La politique de rémunération de l'AFAA n'est pas claire, selon la Cour des Comptes. Néanmoins les salaires des dirigeants ne soulèvent pas de critiques (7.118,3 euros mensuels pour le directeur, environ 4.200 euros pour un directeur de département). Les indemnités et primes (13 ème mois, indemnité forfaitaire supplémentaire, prime de résidence...) ont en revanche connu une forte hausse de 59 % sur la période , alors que les rémunérations brutes augmentaient de 13 %.

Les protocoles d'accord afférents aux primes ne font pas l'objet d'une décision d'adoption formelle des organes statutaires et ne sont pas soumis au visa du contrôleur financier.

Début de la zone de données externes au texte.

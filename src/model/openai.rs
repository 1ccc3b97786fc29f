//! OpenAI-compatible chat-completions client (works with OpenAI, Groq,
//! Mistral, Ollama's compatibility endpoint, and the like), including the
//! `tool_calls` wire format for tool-aware requests.

use serde::{Deserialize, Serialize};
use serde_json::{Value, json};
use tracing::{debug, info};

use super::{ChatMessage, ContentBlock, ModelError, ModelProvider, ModelRequest, ModelTurn, Role, StopReason};
use crate::config::ModelConfig;

pub struct OpenAiProvider {
    client: reqwest::Client,
    base_url: String,
    api_key_env: Option<String>,
    api_key: Option<String>,
}

impl OpenAiProvider {
    /// Build from configuration. The API key, when required, is read once
    /// from the named environment variable; a missing variable surfaces on
    /// the first call, not at startup.
    pub fn from_config(config: &ModelConfig) -> Self {
        let api_key = config
            .api_key_env
            .as_deref()
            .and_then(|var| std::env::var(var).ok());
        Self {
            client: reqwest::Client::new(),
            base_url: config.base_url.trim_end_matches('/').to_string(),
            api_key_env: config.api_key_env.clone(),
            api_key,
        }
    }

    fn endpoint(&self) -> String {
        format!("{}/v1/chat/completions", self.base_url)
    }
}

#[async_trait::async_trait]
impl ModelProvider for OpenAiProvider {
    async fn complete(&self, request: ModelRequest) -> Result<ModelTurn, ModelError> {
        if let Some(var) = &self.api_key_env {
            if self.api_key.is_none() {
                return Err(ModelError::MissingApiKey { var: var.clone() });
            }
        }

        let payload = WireRequest {
            model: request.model.clone(),
            messages: to_wire_messages(&request.messages),
            tools: to_wire_tools(&request),
            stream: false,
        };

        info!(
            model = request.model.as_str(),
            messages = request.messages.len(),
            tools = request.tools.len(),
            "sending chat completion request"
        );

        let mut builder = self.client.post(self.endpoint()).json(&payload);
        if let Some(key) = &self.api_key {
            builder = builder.bearer_auth(key);
        }
        let response = builder
            .send()
            .await
            .map_err(|source| ModelError::Network { source })?;

        let status = response.status();
        if !status.is_success() {
            let body = response.text().await.unwrap_or_default();
            return Err(ModelError::Endpoint {
                status: status.as_u16(),
                body: truncate(&body, 300),
            });
        }

        let reply: WireResponse = response
            .json()
            .await
            .map_err(|source| ModelError::Network { source })?;
        debug!("received chat completion response");

        let choice = reply
            .choices
            .into_iter()
            .next()
            .ok_or_else(|| ModelError::invalid("no choices in response"))?;
        let message = choice
            .message
            .ok_or_else(|| ModelError::invalid("choice carried no message"))?;

        let mut blocks = Vec::new();
        if let Some(content) = message.content {
            if !content.is_empty() {
                blocks.push(ContentBlock::Text { text: content });
            }
        }
        let mut requested_tools = false;
        for call in message.tool_calls.unwrap_or_default() {
            requested_tools = true;
            let input: Value =
                serde_json::from_str(&call.function.arguments).unwrap_or(Value::Null);
            blocks.push(ContentBlock::ToolUse {
                id: call.id,
                name: call.function.name,
                input,
            });
        }

        let stop = if requested_tools || choice.finish_reason.as_deref() == Some("tool_calls") {
            StopReason::ToolUse
        } else {
            StopReason::EndTurn
        };

        Ok(ModelTurn { blocks, stop })
    }
}

fn to_wire_messages(messages: &[ChatMessage]) -> Vec<Value> {
    let mut wire = Vec::with_capacity(messages.len());
    for message in messages {
        match message.role {
            Role::System | Role::User => {
                wire.push(json!({
                    "role": role_label(message.role),
                    "content": message.plain_text(),
                }));
            }
            Role::Assistant => {
                let mut tool_calls = Vec::new();
                for block in &message.blocks {
                    if let ContentBlock::ToolUse { id, name, input } = block {
                        tool_calls.push(json!({
                            "id": id,
                            "type": "function",
                            "function": {
                                "name": name,
                                "arguments": input.to_string(),
                            },
                        }));
                    }
                }
                let mut entry = json!({
                    "role": "assistant",
                    "content": message.plain_text(),
                });
                if !tool_calls.is_empty() {
                    entry["tool_calls"] = Value::Array(tool_calls);
                }
                wire.push(entry);
            }
            Role::Tool => {
                for block in &message.blocks {
                    if let ContentBlock::ToolResult {
                        tool_use_id,
                        content,
                        ..
                    } = block
                    {
                        wire.push(json!({
                            "role": "tool",
                            "tool_call_id": tool_use_id,
                            "content": content.to_string(),
                        }));
                    }
                }
            }
        }
    }
    wire
}

fn to_wire_tools(request: &ModelRequest) -> Option<Vec<Value>> {
    if request.tools.is_empty() {
        return None;
    }
    let tools = request
        .tools
        .iter()
        .map(|tool| {
            json!({
                "type": "function",
                "function": {
                    "name": tool.full_name,
                    "description": tool.description,
                    "parameters": tool
                        .input_schema
                        .clone()
                        .unwrap_or_else(|| json!({"type": "object", "properties": {}})),
                },
            })
        })
        .collect();
    Some(tools)
}

fn role_label(role: Role) -> &'static str {
    match role {
        Role::System => "system",
        Role::User => "user",
        Role::Assistant => "assistant",
        Role::Tool => "tool",
    }
}

fn truncate(text: &str, limit: usize) -> String {
    if text.len() <= limit {
        text.to_string()
    } else {
        let mut end = limit;
        while !text.is_char_boundary(end) {
            end -= 1;
        }
        format!("{}…", &text[..end])
    }
}

#[derive(Serialize)]
struct WireRequest {
    model: String,
    messages: Vec<Value>,
    #[serde(skip_serializing_if = "Option::is_none")]
    tools: Option<Vec<Value>>,
    stream: bool,
}

#[derive(Deserialize)]
struct WireResponse {
    choices: Vec<WireChoice>,
}

#[derive(Deserialize)]
struct WireChoice {
    message: Option<WireMessage>,
    finish_reason: Option<String>,
}

#[derive(Deserialize)]
struct WireMessage {
    content: Option<String>,
    tool_calls: Option<Vec<WireToolCall>>,
}

#[derive(Deserialize)]
struct WireToolCall {
    id: String,
    function: WireFunction,
}

#[derive(Deserialize)]
struct WireFunction {
    name: String,
    arguments: String,
}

Plus particulièrement, la mise en place progressive du 13 ème mois n'a fait l'objet d'aucun débat au sein des instances dirigeantes et n'a été mentionné dans le procès verbal du conseil d'administration que plus de trois après son introduction. En outre, les « autres indemnités », dont le fondement juridique est incertain, continuent d'être servies alors que le 13 ème mois avait vocation à les remplacer.

*
* *

Le Parlement a vocation à poursuivre le contrôle de CulturesFrance engagé, notamment, par le présent rapport d'information. Une audition de suivi sera organisée par votre commission des finances avant l'examen du projet de loi de finances pour 2008.

En revanche, comme le souligne le récent rapport de nos collègues Alain Lambert et Didier Migaud en leur qualité de parlementaires en mission auprès du gouvernement sur la mise en oeuvre de la LOLF : « les parlementaires ne doivent plus être juges et parties. Des parlementaires siègent aujourd'hui dans 154 organismes extraparlementaires, qu'ils président parfois. Cette situation a un avantage : elle permet au Parlement de connaître de façon détaillée les activités desdits organismes ; elle a aussi un inconvénient : elle peut nuire à l'exercice du contrôle parlementaire, dès lors qu'il porte justement sur l'action d'organismes à la gestion desquels le Parlement participe. Il serait utile que les lois cessent de prévoir la présence de parlementaires dans ces organismes, sauf à réserver cette présence aux seuls conseils de surveillance et à bannir l'exercice de toute fonction exécutive ».